REQUIRED WORK:
Could you filter the records below down to the lines that include the word "fetch"?

Collected data entries:
%%
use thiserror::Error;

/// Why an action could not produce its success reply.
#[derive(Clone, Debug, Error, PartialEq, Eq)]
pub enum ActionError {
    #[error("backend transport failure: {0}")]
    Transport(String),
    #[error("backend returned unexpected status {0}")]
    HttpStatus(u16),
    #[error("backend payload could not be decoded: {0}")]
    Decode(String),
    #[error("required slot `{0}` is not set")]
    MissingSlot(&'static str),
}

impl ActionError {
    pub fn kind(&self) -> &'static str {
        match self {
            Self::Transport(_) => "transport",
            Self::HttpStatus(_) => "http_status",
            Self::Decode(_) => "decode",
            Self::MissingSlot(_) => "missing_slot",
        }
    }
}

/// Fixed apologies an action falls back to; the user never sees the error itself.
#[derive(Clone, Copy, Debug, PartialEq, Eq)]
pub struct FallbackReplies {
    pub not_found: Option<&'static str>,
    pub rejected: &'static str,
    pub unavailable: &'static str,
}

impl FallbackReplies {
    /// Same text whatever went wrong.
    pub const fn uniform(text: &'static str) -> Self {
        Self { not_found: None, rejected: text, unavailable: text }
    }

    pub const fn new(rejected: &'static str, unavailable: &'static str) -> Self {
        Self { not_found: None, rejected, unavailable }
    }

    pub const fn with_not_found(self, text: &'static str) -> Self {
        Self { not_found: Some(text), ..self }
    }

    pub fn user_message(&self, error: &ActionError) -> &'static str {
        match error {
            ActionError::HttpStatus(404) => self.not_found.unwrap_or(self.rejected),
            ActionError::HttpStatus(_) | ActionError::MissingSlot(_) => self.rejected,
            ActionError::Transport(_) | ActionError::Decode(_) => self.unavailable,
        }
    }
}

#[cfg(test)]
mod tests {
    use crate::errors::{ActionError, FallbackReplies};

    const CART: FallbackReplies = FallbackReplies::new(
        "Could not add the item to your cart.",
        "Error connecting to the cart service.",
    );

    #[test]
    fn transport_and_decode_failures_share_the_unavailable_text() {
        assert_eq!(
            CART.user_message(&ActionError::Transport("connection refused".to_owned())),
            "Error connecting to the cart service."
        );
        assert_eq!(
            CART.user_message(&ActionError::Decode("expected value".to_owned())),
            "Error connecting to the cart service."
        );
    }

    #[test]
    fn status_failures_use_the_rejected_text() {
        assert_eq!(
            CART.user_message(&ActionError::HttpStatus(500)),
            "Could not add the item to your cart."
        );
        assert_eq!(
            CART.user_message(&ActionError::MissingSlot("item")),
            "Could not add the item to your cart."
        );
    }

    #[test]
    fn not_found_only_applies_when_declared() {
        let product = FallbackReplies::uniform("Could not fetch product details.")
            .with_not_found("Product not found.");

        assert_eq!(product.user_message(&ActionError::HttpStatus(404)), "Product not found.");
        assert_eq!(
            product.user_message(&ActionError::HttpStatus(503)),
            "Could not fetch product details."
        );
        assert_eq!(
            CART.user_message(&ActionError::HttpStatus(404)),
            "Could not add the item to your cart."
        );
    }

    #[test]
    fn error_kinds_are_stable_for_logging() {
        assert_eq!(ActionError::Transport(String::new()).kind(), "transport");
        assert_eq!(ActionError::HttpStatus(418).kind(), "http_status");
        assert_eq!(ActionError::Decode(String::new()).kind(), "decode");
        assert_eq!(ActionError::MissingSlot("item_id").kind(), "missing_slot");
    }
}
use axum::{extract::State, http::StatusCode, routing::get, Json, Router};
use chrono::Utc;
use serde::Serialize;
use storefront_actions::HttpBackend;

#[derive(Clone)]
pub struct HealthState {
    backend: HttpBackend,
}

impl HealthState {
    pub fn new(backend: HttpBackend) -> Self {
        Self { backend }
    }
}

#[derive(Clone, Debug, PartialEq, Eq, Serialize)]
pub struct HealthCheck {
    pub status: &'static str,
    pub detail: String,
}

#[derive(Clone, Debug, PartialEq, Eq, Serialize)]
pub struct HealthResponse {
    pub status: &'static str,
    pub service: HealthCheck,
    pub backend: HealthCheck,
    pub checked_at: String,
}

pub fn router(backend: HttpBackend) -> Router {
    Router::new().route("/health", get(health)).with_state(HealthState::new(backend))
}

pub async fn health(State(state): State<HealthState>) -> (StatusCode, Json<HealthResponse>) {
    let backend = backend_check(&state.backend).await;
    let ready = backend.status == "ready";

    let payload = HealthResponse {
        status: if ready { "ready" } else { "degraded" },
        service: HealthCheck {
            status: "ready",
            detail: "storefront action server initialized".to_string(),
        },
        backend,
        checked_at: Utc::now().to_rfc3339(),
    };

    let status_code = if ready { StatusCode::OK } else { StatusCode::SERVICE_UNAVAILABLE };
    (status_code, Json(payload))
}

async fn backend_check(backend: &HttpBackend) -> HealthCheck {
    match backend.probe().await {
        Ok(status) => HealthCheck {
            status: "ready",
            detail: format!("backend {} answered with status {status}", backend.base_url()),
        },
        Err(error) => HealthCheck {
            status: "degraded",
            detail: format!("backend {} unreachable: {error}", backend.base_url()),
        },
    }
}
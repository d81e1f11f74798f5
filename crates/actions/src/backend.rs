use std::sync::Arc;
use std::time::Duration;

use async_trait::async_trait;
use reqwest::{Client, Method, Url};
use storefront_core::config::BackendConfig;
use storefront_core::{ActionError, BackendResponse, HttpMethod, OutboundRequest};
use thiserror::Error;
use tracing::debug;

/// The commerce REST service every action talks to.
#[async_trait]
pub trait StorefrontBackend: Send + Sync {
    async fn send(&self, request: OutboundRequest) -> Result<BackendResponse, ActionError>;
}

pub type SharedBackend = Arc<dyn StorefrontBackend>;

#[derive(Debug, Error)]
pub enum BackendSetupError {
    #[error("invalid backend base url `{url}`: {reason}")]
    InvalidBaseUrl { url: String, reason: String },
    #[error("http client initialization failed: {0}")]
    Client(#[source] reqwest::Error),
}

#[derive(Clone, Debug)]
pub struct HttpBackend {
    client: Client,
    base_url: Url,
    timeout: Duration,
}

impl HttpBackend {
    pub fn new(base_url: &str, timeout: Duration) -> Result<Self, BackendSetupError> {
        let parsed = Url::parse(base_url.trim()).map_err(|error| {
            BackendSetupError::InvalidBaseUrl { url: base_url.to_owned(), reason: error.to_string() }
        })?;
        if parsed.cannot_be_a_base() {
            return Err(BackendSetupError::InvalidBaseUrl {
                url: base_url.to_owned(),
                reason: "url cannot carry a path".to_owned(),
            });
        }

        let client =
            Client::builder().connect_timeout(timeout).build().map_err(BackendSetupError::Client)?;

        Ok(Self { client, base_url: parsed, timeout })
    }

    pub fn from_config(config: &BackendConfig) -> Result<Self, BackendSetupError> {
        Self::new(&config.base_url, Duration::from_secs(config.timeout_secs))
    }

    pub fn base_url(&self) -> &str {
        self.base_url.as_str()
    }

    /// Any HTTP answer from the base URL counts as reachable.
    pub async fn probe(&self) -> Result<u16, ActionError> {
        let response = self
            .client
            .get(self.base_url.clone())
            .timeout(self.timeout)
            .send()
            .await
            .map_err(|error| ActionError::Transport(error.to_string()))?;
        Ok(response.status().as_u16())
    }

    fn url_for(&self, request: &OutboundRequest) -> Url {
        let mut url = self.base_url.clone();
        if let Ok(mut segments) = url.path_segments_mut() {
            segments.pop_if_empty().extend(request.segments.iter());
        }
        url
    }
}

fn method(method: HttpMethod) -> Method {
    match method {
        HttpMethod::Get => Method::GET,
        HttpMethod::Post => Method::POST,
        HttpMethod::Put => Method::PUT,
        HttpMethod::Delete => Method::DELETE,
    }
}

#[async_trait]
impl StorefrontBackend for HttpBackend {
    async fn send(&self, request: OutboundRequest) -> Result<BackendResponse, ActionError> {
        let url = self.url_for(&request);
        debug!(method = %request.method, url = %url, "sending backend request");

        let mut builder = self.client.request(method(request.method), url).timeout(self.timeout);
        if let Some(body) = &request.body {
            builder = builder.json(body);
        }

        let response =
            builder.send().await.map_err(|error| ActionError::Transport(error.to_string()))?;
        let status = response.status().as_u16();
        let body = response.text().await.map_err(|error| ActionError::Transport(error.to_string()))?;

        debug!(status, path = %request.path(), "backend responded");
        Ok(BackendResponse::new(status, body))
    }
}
%%
YOUR SOLUTION:
        let product = FallbackReplies::uniform("Could not fetch product details.")
            "Could not fetch product details."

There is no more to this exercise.